Сочинения | страница 23



Но здесь и подстерегала его самая большая неожиданность. Стройная, с таким трудом созданная система взглядов вдруг оказалась несостоятельной в самом главном пункте. Гораций хотел с помощью Августа достигнуть независимости от мира и судьбы; и он достиг ее, но эта независимость от мира теперь обернулась зависимостью от Августа. Дело в том, что Август вовсе не был доволен тем, что лучший поэт его времени собирается в расцвете сил уйти на покой. Он твердо считал, что стихи пишутся не для таких малопонятных целей, как душевное равновесие, а для таких простых и ясных, как восхваление его, Августа, его политики и его времени.
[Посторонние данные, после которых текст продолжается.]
//! Directory inventory
//!
//! Byte totals and file listings are re-derived from a fresh recursive scan
//! on every call: no in-memory index exists to desync from concurrent
//! mutation. Non-existent directories count as empty, and files that vanish
//! mid-scan (deleted by a concurrent prune) simply drop out of the result
//! instead of failing the walk.

use std::path::PathBuf;
use std::time::SystemTime;
use walkdir::WalkDir;

/// One file found during a scan.
#[derive(Debug, Clone)]
pub struct FileEntry {
    /// Absolute path of the file
    pub path: PathBuf,
    /// Size in bytes at scan time
    pub size: u64,
    /// Modification time at scan time
    pub modified: SystemTime,
}

/// Total size in bytes of all files under `dirs`.
#[must_use]
pub fn total_bytes(dirs: &[PathBuf]) -> u64 {
    dirs.iter()
        .flat_map(|dir| WalkDir::new(dir).into_iter().filter_map(std::result::Result::ok))
        .filter(|entry| entry.file_type().is_file())
        .filter_map(|entry| entry.metadata().ok())
        .map(|meta| meta.len())
        .sum()
}

/// Enumerate all files under `dirs` with size and mtime.
///
/// Entries whose metadata cannot be read (vanished, permission) are skipped.
#[must_use]
pub fn list_files(dirs: &[PathBuf]) -> Vec<FileEntry> {
    dirs.iter()
        .flat_map(|dir| WalkDir::new(dir).into_iter().filter_map(std::result::Result::ok))
        .filter(|entry| entry.file_type().is_file())
        .filter_map(|entry| {
            let meta = entry.metadata().ok()?;
            let modified = meta.modified().ok()?;
            Some(FileEntry {
                path: entry.into_path(),
                size: meta.len(),
                modified,
            })
        })
        .collect()
}

#[cfg(test)]
mod tests {
    use super::*;
    use tempfile::TempDir;

    #[test]
    fn missing_directories_are_empty() {
        let tmp = TempDir::new().unwrap();
        let dirs = vec![tmp.path().join("does-not-exist")];
        assert_eq!(total_bytes(&dirs), 0);
        assert!(list_files(&dirs).is_empty());
    }

    #[test]
    fn totals_sum_across_directories() {
        let tmp = TempDir::new().unwrap();
        let a = tmp.path().join("a");
        let b = tmp.path().join("b");
        std::fs::create_dir_all(a.join("nested")).unwrap();
        std::fs::create_dir_all(&b).unwrap();
        std::fs::write(a.join("x.png"), vec![0u8; 100]).unwrap();
        std::fs::write(a.join("nested/y.png"), vec![0u8; 50]).unwrap();
        std::fs::write(b.join("z.pdf"), vec![0u8; 25]).unwrap();

        let dirs = vec![a, b];
        assert_eq!(total_bytes(&dirs), 175);

        let files = list_files(&dirs);
        assert_eq!(files.len(), 3);
        assert_eq!(files.iter().map(|f| f.size).sum::<u64>(), 175);
    }
}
И он потребовал, чтобы Гораций продолжал заниматься своим делом, — потребовал деликатно, но настойчиво. Он предложил Горацию стать своим личным секретарем — Гораций отказался. Тогда он поручил Горацию написать гимн богам для величайшего празднества — «юбилейных игр» 17 года до н. э.; и от этого поручения Гораций отказаться не мог. А потом он потребовал от Горация од в честь побед своих пасынков Тиберия и Друза над альпийскими народами, а потом потребовал послания к самому себе: «Знай, я недоволен, что в стольких произведениях такого рода ты не беседуешь прежде всего со мной. Или ты боишься, что потомки, увидев твою к нам близость, сочтут ее позором для тебя?» Империя начинала накладывать свою тяжелую руку на поэзию. Уход Горация в философию так и не состоялся.
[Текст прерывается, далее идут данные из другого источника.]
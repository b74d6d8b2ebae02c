//! Artifact kinds and their on-disk naming
//!
//! Three kinds of artifacts are cached, one sibling directory each:
//!
//! | kind | directory | filename |
//! |------|-----------|----------|
//! | `Plot` | `png/` | `{key}.png` |
//! | `ExportPdf` | `pdf/` | `{key}.pdf` |
//! | `ExportTiff` | `tiff/` | `{key}_{dpi}.tiff` |
//!
//! Lock file names carry the same identity so that requests for different
//! artifacts never contend on a lock.

use crate::key::PlotKey;
use crate::{Error, Result};
use std::collections::BTreeSet;

/// A kind of cached artifact, together with its quality parameter where one
/// applies.
#[derive(Debug, Clone, Copy, PartialEq, Eq)]
pub enum ArtifactKind {
    /// Rasterized plot at the server's configured DPI, served inline.
    Plot,
    /// Vector export, no DPI.
    ExportPdf,
    /// Rasterized export at a caller-chosen DPI from a fixed allow-set.
    ExportTiff {
        /// Dots per inch for the rasterization
        dpi: u32,
    },
}

impl ArtifactKind {
    /// Validate a TIFF export DPI against the configured allow-set.
    ///
    /// # Errors
    ///
    /// Returns [`Error::BadInput`] when `dpi` is not in `allowed`. The check
    /// runs before any lock or filesystem activity.
    pub fn export_tiff(dpi: u32, allowed: &BTreeSet<u32>) -> Result<Self> {
        if allowed.contains(&dpi) {
            Ok(Self::ExportTiff { dpi })
        } else {
            Err(Error::bad_input(format!(
                "unsupported export dpi {dpi}; allowed: {allowed:?}"
            )))
        }
    }

    /// Name of the sibling directory this kind is cached under.
    #[must_use]
    pub fn dir_name(&self) -> &'static str {
        match self {
            Self::Plot => "png",
            Self::ExportPdf => "pdf",
            Self::ExportTiff { .. } => "tiff",
        }
    }

    /// Output format name, as passed to the renderer.
    #[must_use]
    pub fn format(&self) -> &'static str {
        match self {
            Self::Plot => "png",
            Self::ExportPdf => "pdf",
            Self::ExportTiff { .. } => "tiff",
        }
    }

    /// The DPI the renderer should rasterize at, if this kind has one.
    #[must_use]
    pub fn dpi(&self) -> Option<u32> {
        match self {
            Self::Plot | Self::ExportPdf => None,
            Self::ExportTiff { dpi } => Some(*dpi),
        }
    }

    /// Deterministic artifact filename for `key`.
    #[must_use]
    pub fn file_name(&self, key: &PlotKey) -> String {
        match self {
            Self::Plot => format!("{key}.png"),
            Self::ExportPdf => format!("{key}.pdf"),
            Self::ExportTiff { dpi } => format!("{key}_{dpi}.tiff"),
        }
    }

    /// Deterministic lock filename for `key`.
    ///
    /// Distinct (kind, key, dpi) triples yield distinct lock names, so only
    /// identical-artifact requests ever serialize on each other.
    #[must_use]
    pub fn lock_name(&self, key: &PlotKey) -> String {
        match self {
            Self::Plot => format!("{key}.plot_png.lock"),
            Self::ExportPdf => format!("{key}.export_pdf.lock"),
            Self::ExportTiff { dpi } => format!("{key}.export_tiff_{dpi}.lock"),
        }
    }
}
Тяжела участь поэта, который хочет писать и лишен этой возможности; но тяжела и участь поэта, который не хочет писать и должен писать против воли. И юбилейный гимн, и оды 17-13 годов до н. э., составившие отдельно изданную IV книгу од, написаны с прежним совершенным мастерством, язык и стих по-прежнему послушны каждому движению мысли поэта, но содержание их однообразно, построение прямолинейно, и пышность холодна. Как будто для того, чтобы смягчить эту необходимость писать о предмете чужом и далеком, Гораций все чаще пишет о том, что ему всего дороже и ближе, — пишет стихи о стихах, стихи о поэзии. В IV книге этой теме посвящено больше од, чем в первых трех; в том послании, которое Гораций был вынужден адресовать Августу (II, 1), он говорит не о политике, как этого, вероятно, хотелось бы адресату, а о поэзии, как этого хочется ему самому; и в эти же последние годы своего творчества он пишет «Науку поэзии», свое поэтическое завещание, обращенное к младшим поэтам.

Слава Горация гремела. Когда он приезжал из своего сабинского поместья в шумный, немилый Рим, на улицах показывали пальцами на этого невысокого, толстенького, седого, подслеповатого и вспыльчивого человека. Но Гораций все более чувствовал себя одиноким. Вергилий и Варий были в могиле, кругом шумело новое литературное поколение — молодые люди, не видавшие гражданских войн и республики, считавшие всевластие Августа чем-то само собой разумеющимся. Меценат, давно отстраненный Августом от дел, доживал жизнь в своих эсквилинских садах; измученный нервной болезнью, он терзался бессонницей и забывался недолгой дремотой лишь под плеск садовых фонтанов. Когда-то Гораций обещал мнительному другу умереть вместе с ним (II, 17): «Выступим, выступим в тобою вместе в путь последний, вместе, когда б ты его ни начал!» Меценат умер в сентябре 8 года до н. э.; последними его словами Августу были: «О Горации Флакке помни, как обо мне!» Помнить пришлось недолго: через три месяца умер и Гораций. Его похоронили на Эсквилине рядом с Меценатом.